**REQUIREMENT:**
Go through the records line by line from the top and repeat each one exactly, ending with the line that contains "tag never closed.".

**INPUT:**
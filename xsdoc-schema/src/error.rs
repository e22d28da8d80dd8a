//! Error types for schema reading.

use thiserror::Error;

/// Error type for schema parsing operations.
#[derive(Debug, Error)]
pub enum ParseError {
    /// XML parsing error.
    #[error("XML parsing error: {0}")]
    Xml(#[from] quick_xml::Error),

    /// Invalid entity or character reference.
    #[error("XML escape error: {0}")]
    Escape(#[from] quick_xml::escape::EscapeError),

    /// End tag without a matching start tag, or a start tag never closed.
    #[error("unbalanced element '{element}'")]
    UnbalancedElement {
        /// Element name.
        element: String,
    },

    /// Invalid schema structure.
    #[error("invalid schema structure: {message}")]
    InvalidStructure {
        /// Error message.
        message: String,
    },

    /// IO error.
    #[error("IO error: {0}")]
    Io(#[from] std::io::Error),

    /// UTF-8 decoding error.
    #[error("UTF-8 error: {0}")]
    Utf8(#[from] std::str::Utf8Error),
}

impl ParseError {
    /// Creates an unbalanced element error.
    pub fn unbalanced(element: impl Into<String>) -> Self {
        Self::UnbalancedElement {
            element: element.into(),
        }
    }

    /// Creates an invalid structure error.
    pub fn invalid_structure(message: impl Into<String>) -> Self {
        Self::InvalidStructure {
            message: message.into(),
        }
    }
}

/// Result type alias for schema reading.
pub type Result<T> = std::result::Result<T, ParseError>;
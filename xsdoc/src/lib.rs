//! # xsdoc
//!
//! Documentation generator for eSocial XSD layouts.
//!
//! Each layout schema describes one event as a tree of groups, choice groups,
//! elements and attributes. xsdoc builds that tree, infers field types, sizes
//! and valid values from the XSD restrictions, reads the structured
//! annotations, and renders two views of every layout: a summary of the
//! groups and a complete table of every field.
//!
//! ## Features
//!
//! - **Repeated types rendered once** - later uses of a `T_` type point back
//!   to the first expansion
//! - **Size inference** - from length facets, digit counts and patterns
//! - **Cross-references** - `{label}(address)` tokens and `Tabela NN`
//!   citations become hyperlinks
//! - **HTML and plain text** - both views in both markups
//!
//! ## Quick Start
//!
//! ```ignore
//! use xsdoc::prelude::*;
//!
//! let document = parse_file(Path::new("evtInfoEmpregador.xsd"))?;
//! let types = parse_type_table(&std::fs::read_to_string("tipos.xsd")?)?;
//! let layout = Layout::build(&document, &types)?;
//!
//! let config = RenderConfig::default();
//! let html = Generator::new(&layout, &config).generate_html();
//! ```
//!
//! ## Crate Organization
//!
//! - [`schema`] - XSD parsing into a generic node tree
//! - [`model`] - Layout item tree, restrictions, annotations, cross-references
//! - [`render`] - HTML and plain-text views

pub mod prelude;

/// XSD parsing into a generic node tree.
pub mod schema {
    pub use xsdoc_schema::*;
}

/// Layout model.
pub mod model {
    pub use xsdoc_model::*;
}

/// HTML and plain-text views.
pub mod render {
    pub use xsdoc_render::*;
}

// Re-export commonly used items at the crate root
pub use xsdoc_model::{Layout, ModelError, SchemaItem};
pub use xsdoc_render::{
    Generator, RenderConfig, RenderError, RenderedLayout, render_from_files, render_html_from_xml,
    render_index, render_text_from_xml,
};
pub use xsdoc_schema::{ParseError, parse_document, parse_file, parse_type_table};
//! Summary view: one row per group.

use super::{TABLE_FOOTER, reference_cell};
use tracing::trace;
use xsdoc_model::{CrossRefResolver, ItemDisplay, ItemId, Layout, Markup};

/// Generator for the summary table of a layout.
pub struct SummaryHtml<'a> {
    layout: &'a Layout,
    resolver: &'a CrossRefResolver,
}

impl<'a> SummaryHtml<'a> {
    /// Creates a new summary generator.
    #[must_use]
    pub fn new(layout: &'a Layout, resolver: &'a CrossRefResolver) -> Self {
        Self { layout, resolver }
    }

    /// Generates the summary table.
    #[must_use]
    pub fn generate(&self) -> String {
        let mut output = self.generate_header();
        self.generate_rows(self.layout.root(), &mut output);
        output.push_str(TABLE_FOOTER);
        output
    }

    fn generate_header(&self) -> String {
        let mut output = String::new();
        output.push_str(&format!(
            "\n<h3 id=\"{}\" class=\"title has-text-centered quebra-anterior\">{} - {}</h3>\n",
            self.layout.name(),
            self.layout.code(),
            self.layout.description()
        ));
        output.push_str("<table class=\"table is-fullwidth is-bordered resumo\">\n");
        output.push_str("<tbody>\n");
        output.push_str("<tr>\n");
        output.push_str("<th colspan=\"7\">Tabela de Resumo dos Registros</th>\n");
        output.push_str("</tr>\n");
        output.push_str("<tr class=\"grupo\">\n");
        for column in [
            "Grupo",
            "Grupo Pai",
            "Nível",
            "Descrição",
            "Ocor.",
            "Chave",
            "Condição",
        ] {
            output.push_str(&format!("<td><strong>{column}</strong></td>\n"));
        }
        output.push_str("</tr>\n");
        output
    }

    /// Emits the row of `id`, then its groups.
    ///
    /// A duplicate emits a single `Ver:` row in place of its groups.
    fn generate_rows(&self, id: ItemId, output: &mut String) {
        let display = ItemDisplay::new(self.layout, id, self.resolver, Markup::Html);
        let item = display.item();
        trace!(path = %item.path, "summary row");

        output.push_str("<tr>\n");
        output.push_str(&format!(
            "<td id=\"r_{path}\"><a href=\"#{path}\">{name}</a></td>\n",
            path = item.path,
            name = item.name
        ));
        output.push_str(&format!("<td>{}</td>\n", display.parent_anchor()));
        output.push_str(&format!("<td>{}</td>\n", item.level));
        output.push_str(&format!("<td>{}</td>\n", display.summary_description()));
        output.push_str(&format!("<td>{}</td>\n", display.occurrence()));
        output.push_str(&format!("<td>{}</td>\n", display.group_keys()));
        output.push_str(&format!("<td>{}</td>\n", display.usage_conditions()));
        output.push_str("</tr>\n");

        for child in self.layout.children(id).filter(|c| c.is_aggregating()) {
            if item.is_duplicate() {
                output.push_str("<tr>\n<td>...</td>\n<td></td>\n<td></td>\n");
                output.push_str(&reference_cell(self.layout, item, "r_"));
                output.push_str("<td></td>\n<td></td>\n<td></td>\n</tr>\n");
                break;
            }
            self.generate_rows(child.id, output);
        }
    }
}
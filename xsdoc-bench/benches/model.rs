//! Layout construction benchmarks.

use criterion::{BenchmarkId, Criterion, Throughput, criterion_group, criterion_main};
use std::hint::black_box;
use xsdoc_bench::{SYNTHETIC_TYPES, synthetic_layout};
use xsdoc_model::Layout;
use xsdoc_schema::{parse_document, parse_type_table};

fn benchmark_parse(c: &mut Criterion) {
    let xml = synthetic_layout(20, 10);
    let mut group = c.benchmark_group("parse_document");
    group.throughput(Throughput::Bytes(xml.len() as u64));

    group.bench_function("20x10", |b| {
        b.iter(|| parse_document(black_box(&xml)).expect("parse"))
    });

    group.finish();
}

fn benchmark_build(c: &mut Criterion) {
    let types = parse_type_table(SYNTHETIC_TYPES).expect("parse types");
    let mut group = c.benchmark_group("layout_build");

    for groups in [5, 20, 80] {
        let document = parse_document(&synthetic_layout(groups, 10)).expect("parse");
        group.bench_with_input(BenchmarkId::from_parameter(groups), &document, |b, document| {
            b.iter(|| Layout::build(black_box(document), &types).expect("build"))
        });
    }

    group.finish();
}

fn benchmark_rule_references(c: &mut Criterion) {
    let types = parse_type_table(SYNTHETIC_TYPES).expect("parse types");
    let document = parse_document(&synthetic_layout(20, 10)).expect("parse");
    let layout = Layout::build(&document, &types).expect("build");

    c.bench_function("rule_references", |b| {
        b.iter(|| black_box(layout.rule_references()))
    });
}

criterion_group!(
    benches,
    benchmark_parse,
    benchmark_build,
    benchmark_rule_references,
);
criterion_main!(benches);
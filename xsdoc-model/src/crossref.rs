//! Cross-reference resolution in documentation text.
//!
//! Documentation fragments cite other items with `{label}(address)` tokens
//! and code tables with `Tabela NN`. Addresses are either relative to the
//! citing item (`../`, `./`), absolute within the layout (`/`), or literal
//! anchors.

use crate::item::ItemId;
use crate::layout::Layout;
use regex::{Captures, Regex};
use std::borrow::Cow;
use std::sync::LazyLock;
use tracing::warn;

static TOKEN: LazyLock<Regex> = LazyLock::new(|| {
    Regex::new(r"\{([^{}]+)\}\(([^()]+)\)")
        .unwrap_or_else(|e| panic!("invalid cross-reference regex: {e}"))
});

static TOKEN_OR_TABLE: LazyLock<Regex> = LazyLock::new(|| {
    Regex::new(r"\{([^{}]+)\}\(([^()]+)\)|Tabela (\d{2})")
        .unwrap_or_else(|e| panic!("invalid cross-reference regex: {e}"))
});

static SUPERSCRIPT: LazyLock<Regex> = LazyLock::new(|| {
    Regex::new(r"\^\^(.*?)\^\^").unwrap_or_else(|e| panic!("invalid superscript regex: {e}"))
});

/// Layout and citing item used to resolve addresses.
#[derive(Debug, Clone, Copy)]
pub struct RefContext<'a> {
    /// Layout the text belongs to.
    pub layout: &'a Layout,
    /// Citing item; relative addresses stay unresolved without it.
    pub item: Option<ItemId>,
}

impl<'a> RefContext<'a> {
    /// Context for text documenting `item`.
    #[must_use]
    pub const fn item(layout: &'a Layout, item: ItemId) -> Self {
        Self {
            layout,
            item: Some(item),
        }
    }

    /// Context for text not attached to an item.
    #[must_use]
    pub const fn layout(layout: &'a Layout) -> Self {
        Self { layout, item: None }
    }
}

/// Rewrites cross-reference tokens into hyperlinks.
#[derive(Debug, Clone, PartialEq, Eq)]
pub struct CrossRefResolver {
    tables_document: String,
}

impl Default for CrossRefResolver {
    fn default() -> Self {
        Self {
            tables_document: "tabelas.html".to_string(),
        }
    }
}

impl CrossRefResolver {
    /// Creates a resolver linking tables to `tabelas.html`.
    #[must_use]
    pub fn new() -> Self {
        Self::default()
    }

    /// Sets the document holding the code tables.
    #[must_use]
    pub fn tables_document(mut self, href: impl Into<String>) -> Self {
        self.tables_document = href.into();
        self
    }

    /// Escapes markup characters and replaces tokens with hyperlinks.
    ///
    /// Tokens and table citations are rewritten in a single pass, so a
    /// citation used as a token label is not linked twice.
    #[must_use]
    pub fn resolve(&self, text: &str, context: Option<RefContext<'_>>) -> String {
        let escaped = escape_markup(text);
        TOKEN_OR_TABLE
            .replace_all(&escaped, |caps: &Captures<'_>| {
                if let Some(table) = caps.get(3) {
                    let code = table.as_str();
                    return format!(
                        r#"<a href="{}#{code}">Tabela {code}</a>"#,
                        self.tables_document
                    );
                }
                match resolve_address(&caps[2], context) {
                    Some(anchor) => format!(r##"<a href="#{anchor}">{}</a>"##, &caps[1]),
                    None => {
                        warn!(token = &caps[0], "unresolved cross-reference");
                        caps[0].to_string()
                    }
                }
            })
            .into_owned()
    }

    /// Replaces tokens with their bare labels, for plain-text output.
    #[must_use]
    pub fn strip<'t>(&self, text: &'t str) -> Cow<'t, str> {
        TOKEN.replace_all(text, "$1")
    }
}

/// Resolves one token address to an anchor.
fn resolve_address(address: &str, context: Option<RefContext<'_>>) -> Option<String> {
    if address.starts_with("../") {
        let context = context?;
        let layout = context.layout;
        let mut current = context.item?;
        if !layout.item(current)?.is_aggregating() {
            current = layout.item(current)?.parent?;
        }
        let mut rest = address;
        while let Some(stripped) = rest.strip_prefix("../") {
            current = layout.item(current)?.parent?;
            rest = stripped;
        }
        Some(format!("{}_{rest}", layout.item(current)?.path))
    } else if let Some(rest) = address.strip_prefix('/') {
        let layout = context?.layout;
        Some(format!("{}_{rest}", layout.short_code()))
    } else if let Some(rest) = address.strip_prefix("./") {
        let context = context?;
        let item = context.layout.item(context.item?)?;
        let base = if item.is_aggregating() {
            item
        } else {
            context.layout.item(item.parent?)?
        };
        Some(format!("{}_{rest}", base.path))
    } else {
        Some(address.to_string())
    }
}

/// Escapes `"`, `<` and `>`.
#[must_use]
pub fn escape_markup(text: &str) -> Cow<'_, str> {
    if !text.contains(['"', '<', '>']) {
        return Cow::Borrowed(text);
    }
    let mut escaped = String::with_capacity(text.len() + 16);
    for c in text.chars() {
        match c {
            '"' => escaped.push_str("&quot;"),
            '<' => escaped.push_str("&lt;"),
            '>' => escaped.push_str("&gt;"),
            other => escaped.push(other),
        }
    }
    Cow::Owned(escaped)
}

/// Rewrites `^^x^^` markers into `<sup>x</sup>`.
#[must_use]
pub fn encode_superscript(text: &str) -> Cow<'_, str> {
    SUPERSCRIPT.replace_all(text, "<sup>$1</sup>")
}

**SOLVED PROBLEM:**
filename xsdoc-schema/src/error.rs
repository e22d28da8d80dd8a
//! Error types for schema reading.

use thiserror::Error;

/// Error type for schema parsing operations.
#[derive(Debug, Error)]
pub enum ParseError {
    /// XML parsing error.
    #[error("XML parsing error: {0}")]
    Xml(#[from] quick_xml::Error),

    /// Invalid entity or character reference.
    #[error("XML escape error: {0}")]
    Escape(#[from] quick_xml::escape::EscapeError),

    /// End tag without a matching start tag, or a start tag never closed.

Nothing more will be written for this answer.